For the listing below, count the lines that contain "BTreeSet" and report only the number.

::: Material to process :::

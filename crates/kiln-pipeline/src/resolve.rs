use kiln_model::{is_class_file, ChangeRecord, ChangeStatus, UnitState};
use std::collections::BTreeSet;
use std::path::PathBuf;

/// The minimal set of paths whose status changed since the previous
/// invocation, filtered to paths that are actually compilation units.
#[derive(Debug, Default, Clone, PartialEq, Eq)]
pub struct ChangeSet {
    pub added: BTreeSet<PathBuf>,
    pub changed: BTreeSet<PathBuf>,
    pub removed: BTreeSet<PathBuf>,
}

impl ChangeSet {
    pub fn is_empty(&self) -> bool {
        self.added.is_empty() && self.changed.is_empty() && self.removed.is_empty()
    }

    /// Added and changed paths: everything that still exists and needs
    /// reprocessing on its own account.
    pub fn live(&self) -> BTreeSet<PathBuf> {
        self.added.union(&self.changed).cloned().collect()
    }

    /// Every touched path, including removals.
    pub fn touched(&self) -> BTreeSet<PathBuf> {
        self.live().union(&self.removed).cloned().collect()
    }

    /// The change set as records, for feeding the dependency graph.
    pub fn records(&self) -> Vec<ChangeRecord> {
        let mut records = Vec::new();
        for path in &self.added {
            records.push(ChangeRecord::new(path.clone(), ChangeStatus::Added));
        }
        for path in &self.changed {
            records.push(ChangeRecord::new(path.clone(), ChangeStatus::Changed));
        }
        for path in &self.removed {
            records.push(ChangeRecord::new(path.clone(), ChangeStatus::Removed));
        }
        records
    }

    fn insert(&mut self, path: PathBuf, status: ChangeStatus) {
        match status {
            ChangeStatus::Added => {
                self.added.insert(path);
            }
            ChangeStatus::Changed => {
                self.changed.insert(path);
            }
            ChangeStatus::Removed => {
                self.removed.insert(path);
            }
            ChangeStatus::Unchanged => {}
        }
    }
}

/// Derive the change set from the per-path statuses reported by the build
/// system.
///
/// Directory units contribute their changed member files, filtered to compiled
/// class files: a changed resource next to them is not a compilation unit and
/// must not trigger reprocessing. Archives are recorded at whole-archive
/// granularity; no attempt is made to diff inside them.
pub fn resolve_changes(units: &[UnitState]) -> ChangeSet {
    let mut set = ChangeSet::default();
    for state in units {
        if state.unit.is_archive() {
            set.insert(state.unit.path.clone(), state.status);
            continue;
        }
        for record in &state.member_changes {
            if is_class_file(&record.path) {
                set.insert(record.path.clone(), record.status);
            }
        }
    }
    set
}

#[cfg(test)]
mod tests {
    use super::*;
    use kiln_model::{CompilationUnit, UnitKind};
    use std::path::Path;

    #[test]
    fn archives_are_whole_unit_granularity() {
        let jar = CompilationUnit::new("/m2/lib.jar", UnitKind::Archive);
        let set = resolve_changes(&[UnitState::archive(jar, ChangeStatus::Changed)]);
        assert!(set.changed.contains(Path::new("/m2/lib.jar")));
        assert!(set.added.is_empty() && set.removed.is_empty());
    }

    #[test]
    fn non_class_members_are_filtered_out() {
        let dir = CompilationUnit::new("/p/classes", UnitKind::ClassesDir);
        let set = resolve_changes(&[UnitState::directory(
            dir,
            vec![
                ChangeRecord::new("/p/classes/A.class", ChangeStatus::Changed),
                ChangeRecord::new("/p/classes/strings.xml", ChangeStatus::Changed),
                ChangeRecord::new("/p/classes/B.class", ChangeStatus::Removed),
            ],
        )]);
        assert_eq!(set.changed, [PathBuf::from("/p/classes/A.class")].into());
        assert_eq!(set.removed, [PathBuf::from("/p/classes/B.class")].into());
    }

    #[test]
    fn unchanged_units_produce_no_records() {
        let jar = CompilationUnit::new("/m2/lib.jar", UnitKind::Archive);
        let set = resolve_changes(&[UnitState::archive(jar, ChangeStatus::Unchanged)]);
        assert!(set.is_empty());
        assert!(set.records().is_empty());
    }
}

:::

▸ **Answer below**: 6